Stored data entries:
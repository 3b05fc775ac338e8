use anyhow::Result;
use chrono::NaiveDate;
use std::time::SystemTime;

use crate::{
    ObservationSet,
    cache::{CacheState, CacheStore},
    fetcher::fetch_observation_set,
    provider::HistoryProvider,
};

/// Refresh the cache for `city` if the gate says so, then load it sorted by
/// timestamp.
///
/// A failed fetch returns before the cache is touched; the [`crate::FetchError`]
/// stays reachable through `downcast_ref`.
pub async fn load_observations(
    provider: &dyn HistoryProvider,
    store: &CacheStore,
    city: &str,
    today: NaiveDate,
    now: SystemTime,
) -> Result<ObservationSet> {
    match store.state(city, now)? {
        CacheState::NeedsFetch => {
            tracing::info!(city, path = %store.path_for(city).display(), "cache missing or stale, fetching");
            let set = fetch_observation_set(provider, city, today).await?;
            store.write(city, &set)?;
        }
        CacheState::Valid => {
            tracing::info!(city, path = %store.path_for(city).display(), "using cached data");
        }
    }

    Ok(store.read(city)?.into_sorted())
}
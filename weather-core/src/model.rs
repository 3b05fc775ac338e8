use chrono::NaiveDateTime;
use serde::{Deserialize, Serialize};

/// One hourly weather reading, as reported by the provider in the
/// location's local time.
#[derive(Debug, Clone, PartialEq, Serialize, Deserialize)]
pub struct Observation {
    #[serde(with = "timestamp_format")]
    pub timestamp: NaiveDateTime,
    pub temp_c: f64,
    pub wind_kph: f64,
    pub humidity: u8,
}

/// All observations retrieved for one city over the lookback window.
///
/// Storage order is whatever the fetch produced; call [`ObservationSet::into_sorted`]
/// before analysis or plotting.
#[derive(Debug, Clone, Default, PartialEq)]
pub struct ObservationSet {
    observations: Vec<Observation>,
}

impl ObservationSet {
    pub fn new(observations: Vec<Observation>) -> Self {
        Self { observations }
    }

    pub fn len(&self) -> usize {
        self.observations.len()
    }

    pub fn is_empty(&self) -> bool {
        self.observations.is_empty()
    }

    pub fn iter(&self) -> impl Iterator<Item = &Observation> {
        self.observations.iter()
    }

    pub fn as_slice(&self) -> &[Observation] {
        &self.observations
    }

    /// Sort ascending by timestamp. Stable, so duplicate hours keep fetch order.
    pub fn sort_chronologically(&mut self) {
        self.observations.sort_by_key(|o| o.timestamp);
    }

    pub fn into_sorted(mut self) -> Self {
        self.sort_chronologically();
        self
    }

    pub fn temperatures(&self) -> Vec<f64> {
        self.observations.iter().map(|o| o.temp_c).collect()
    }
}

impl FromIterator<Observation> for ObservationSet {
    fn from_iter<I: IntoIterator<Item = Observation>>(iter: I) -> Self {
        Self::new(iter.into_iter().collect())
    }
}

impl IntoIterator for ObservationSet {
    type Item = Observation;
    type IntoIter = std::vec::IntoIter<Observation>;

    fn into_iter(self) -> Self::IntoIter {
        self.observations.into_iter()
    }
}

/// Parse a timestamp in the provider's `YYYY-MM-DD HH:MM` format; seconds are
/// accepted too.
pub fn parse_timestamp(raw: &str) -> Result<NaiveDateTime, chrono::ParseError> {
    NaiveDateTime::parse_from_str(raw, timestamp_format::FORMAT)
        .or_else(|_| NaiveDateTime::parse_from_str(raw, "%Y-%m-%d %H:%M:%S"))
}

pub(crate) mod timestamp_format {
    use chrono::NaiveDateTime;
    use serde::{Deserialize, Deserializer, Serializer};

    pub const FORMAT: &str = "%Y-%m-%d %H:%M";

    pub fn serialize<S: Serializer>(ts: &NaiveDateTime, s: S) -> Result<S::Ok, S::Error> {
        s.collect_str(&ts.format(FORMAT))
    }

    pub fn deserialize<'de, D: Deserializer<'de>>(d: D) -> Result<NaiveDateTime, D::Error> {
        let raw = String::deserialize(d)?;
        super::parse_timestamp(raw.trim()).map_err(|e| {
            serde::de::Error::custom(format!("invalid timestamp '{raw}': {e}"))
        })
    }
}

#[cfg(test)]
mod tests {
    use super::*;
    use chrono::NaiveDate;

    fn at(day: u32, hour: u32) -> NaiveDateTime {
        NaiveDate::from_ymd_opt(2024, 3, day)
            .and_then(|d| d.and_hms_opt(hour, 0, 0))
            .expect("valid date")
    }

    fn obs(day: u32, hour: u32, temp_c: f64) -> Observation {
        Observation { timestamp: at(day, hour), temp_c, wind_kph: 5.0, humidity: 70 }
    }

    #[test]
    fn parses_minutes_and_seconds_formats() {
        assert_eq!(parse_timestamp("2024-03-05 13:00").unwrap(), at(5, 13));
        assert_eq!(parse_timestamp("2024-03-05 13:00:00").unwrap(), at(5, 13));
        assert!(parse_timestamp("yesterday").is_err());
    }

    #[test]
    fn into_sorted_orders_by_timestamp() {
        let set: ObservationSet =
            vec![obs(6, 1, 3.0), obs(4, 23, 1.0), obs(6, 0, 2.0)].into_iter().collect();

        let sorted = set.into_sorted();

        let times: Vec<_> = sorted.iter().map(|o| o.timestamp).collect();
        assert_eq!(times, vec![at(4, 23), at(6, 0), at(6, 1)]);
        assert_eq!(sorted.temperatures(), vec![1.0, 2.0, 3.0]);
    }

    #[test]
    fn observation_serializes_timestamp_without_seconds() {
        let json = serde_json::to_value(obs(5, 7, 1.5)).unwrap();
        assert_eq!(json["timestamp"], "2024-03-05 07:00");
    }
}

WORK REQUIRED = Work out how many lines in the records above contain the word "temperatures", and reply with that number alone.

THE COMPLETED TASK = 2